REQUIRED WORK:
Your answer should consist solely of the lines from the first line of the data through the line with "pub mod filter;", each reproduced exactly.

Dataset entries
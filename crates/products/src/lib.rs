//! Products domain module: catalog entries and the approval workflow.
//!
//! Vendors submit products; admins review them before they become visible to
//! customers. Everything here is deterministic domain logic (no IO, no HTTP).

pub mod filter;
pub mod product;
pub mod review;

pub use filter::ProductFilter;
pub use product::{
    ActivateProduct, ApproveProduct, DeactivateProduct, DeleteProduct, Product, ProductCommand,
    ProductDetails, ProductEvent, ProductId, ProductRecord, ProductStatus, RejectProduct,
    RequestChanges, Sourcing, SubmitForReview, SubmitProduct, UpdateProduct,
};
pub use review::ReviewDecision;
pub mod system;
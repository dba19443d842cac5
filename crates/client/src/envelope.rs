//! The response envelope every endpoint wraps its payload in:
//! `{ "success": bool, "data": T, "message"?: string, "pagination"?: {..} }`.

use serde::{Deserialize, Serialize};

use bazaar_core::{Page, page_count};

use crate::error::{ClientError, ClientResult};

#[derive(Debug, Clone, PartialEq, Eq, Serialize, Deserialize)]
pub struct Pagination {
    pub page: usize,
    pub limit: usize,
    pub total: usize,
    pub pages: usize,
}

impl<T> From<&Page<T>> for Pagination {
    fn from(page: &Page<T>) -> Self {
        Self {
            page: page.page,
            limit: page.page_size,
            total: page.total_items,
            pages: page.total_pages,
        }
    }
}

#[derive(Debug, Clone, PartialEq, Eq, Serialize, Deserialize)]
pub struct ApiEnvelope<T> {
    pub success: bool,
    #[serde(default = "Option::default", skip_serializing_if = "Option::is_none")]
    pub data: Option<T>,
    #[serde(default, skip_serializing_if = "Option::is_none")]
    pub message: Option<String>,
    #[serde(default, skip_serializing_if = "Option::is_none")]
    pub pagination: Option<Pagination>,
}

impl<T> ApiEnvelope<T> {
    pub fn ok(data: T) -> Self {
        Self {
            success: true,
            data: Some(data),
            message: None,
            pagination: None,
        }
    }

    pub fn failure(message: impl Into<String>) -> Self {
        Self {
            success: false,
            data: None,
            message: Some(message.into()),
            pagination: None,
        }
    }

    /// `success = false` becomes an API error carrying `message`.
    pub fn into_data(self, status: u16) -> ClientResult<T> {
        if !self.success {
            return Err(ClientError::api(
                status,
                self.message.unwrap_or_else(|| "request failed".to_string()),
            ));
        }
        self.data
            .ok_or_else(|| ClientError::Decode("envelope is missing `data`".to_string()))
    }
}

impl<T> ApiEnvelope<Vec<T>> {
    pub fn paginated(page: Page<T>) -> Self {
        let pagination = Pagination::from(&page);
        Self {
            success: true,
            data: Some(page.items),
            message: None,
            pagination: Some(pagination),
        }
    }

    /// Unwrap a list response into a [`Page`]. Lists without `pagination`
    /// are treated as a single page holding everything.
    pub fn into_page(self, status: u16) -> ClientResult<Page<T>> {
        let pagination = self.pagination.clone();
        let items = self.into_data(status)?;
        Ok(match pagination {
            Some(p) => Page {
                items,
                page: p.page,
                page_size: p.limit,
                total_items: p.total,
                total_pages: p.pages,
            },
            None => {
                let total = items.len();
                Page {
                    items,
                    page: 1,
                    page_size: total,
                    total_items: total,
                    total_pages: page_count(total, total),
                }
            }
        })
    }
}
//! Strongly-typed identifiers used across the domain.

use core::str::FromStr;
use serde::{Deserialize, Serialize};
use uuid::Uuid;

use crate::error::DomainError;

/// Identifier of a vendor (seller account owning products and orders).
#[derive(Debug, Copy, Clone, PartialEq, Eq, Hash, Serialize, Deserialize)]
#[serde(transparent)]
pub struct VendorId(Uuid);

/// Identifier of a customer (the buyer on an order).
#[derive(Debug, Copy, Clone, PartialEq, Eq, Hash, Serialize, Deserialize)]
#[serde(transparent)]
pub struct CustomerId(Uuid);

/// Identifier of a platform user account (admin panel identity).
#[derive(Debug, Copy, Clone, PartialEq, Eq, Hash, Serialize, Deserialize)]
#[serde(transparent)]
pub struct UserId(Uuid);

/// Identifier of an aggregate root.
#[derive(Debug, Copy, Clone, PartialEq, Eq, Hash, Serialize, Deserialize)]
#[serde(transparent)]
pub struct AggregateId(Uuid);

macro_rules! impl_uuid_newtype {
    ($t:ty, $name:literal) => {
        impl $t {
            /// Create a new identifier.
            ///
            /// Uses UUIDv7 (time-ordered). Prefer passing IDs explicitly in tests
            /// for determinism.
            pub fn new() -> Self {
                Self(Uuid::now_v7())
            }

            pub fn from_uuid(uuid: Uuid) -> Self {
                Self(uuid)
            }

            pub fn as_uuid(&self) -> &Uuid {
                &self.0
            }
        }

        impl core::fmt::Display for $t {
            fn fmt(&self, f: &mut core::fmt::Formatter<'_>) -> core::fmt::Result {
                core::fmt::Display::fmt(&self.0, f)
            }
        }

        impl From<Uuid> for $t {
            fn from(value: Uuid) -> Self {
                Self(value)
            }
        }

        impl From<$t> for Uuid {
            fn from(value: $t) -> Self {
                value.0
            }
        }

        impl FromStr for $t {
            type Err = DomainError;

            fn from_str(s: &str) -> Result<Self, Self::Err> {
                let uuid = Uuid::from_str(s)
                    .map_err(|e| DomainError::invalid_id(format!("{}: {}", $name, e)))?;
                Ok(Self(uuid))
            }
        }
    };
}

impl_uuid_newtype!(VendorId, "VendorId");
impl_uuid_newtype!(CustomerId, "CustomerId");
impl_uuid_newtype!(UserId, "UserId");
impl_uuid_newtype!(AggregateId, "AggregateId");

YOUR SOLUTION:
filename crates/products/src/lib.rs
//! Products domain module: catalog entries and the approval workflow.
//!
//! Vendors submit products; admins review them before they become visible to
//! customers. Everything here is deterministic domain logic (no IO, no HTTP).

pub mod filter;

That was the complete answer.